▼

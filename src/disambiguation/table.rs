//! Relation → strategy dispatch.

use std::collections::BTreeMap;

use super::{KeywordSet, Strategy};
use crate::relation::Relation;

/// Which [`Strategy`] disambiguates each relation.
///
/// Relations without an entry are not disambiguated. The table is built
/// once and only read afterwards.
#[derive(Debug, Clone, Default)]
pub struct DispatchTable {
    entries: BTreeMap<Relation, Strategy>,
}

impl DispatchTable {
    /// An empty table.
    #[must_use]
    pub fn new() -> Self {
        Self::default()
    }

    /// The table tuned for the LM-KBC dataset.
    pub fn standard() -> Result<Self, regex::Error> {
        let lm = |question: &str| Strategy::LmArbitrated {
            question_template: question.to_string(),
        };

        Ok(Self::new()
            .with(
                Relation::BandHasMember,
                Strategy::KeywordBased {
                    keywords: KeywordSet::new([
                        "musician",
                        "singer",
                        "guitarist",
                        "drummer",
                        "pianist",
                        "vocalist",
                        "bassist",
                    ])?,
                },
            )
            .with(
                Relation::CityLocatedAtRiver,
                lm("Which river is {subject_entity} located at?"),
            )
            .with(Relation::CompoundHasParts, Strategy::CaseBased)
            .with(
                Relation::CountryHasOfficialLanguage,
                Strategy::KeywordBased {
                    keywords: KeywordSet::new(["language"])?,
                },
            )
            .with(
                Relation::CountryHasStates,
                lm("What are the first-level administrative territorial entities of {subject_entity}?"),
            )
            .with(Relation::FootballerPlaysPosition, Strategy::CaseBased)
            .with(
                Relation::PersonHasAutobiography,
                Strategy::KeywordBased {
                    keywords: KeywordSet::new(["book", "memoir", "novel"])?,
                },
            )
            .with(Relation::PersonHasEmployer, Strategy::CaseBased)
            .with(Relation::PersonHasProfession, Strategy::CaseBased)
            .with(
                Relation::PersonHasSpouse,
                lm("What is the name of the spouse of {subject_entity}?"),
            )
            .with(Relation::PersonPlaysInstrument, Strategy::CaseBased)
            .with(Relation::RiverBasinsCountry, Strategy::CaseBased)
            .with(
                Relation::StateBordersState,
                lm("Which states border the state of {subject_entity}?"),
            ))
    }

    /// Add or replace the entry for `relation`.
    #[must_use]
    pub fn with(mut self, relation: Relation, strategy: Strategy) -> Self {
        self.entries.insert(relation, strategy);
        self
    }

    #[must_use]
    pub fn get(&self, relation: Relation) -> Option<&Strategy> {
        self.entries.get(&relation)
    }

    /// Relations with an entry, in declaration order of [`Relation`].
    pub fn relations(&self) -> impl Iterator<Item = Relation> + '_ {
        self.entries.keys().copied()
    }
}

▲

> **Problem to solve**
Check each line above for the word "Which" and copy every line that has it.

> **Exercise response**
/// Which [`Strategy`] disambiguates each relation.
                lm("Which river is {subject_entity} located at?"),
                lm("Which states border the state of {subject_entity}?"),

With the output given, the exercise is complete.